Extracted material below:

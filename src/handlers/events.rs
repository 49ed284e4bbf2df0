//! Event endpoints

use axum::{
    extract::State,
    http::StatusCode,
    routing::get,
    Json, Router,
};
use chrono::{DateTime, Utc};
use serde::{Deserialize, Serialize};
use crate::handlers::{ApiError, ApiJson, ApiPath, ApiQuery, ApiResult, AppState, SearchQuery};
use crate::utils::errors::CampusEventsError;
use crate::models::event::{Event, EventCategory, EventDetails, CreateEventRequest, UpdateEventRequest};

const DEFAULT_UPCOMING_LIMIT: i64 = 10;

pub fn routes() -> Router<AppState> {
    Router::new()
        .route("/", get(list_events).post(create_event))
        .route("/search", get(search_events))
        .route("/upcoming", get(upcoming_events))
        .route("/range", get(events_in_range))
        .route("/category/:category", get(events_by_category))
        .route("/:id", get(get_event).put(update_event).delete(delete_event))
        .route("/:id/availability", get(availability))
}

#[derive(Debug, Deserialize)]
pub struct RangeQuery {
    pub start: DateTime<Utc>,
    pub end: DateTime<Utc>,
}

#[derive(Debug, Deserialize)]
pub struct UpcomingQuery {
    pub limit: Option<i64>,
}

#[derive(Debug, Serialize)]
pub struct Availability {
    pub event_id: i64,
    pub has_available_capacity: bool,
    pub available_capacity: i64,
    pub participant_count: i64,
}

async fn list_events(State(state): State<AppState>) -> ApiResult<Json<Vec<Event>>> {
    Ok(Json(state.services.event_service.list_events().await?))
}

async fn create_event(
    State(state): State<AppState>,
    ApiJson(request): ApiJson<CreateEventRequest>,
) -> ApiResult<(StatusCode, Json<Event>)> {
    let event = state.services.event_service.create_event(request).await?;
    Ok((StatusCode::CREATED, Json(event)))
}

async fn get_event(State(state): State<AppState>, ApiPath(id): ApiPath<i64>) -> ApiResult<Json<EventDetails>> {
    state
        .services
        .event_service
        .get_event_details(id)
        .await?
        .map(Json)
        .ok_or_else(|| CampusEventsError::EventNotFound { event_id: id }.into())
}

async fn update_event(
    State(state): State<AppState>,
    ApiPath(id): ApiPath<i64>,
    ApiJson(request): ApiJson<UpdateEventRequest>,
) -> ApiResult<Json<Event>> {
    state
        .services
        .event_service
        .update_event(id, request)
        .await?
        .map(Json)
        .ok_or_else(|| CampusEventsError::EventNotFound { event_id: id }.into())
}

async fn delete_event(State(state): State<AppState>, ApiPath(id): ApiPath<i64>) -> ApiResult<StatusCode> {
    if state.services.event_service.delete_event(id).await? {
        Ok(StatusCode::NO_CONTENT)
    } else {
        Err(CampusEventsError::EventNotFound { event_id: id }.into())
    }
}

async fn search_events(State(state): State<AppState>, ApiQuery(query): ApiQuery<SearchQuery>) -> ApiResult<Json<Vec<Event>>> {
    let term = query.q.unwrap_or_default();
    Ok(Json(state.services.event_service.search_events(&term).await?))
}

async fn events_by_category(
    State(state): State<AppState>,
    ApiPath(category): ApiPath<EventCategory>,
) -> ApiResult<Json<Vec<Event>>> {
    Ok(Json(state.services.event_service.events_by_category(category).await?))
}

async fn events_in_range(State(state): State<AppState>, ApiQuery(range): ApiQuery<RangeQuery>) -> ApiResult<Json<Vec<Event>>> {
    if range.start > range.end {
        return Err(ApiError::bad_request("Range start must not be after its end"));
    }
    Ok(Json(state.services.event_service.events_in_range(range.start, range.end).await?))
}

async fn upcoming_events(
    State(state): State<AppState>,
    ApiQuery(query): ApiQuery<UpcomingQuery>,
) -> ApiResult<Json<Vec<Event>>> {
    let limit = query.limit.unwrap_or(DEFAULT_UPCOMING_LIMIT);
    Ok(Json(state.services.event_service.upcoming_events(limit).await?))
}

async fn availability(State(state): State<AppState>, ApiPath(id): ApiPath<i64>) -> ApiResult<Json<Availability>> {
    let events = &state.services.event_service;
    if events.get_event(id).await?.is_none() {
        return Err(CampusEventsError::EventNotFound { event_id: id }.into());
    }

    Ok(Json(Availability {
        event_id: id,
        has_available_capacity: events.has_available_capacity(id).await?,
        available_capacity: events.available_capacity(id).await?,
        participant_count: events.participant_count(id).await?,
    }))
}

End of Extracted material.
Extracted material below:

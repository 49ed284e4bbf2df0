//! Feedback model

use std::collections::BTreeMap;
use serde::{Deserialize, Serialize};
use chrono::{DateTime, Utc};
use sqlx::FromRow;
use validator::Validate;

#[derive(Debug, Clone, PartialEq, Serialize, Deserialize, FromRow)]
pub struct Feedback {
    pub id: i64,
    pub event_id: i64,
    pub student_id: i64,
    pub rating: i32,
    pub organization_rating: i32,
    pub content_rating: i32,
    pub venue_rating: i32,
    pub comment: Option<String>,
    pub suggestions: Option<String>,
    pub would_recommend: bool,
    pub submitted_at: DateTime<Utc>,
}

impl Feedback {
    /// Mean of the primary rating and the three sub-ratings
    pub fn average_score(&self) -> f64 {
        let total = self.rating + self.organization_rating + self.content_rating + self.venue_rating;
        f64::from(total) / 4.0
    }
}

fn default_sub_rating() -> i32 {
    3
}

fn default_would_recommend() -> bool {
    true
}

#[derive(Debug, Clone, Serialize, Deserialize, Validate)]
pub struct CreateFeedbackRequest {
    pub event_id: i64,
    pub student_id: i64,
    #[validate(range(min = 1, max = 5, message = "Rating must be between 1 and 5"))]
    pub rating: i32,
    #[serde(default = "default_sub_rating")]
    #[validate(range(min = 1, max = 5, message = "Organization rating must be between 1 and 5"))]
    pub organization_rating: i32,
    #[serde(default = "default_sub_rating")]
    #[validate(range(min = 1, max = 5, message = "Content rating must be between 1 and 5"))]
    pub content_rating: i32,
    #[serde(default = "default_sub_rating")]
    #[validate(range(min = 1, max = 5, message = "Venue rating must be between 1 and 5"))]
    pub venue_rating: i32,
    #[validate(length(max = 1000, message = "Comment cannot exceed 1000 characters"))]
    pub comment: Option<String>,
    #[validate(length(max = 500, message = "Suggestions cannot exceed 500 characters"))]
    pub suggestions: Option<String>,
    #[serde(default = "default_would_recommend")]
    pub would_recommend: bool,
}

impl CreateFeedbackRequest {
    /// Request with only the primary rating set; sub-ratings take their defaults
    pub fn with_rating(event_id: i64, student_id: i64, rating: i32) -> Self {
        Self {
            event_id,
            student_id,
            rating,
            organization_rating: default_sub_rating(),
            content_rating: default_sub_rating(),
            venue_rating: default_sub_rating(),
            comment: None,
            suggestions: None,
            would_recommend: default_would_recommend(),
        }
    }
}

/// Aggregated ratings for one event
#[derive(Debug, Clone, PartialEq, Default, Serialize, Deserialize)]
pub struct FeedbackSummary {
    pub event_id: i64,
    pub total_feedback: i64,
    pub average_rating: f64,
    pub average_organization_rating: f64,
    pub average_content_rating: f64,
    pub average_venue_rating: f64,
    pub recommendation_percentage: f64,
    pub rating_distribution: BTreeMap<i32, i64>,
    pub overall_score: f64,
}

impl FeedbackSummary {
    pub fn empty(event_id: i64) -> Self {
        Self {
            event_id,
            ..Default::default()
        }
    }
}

End of Extracted material.

Your goal >> Retrieve each line of the data in which the word "length" can be found.

Your response >>
    #[validate(length(max = 1000, message = "Comment cannot exceed 1000 characters"))]
    #[validate(length(max = 500, message = "Suggestions cannot exceed 500 characters"))]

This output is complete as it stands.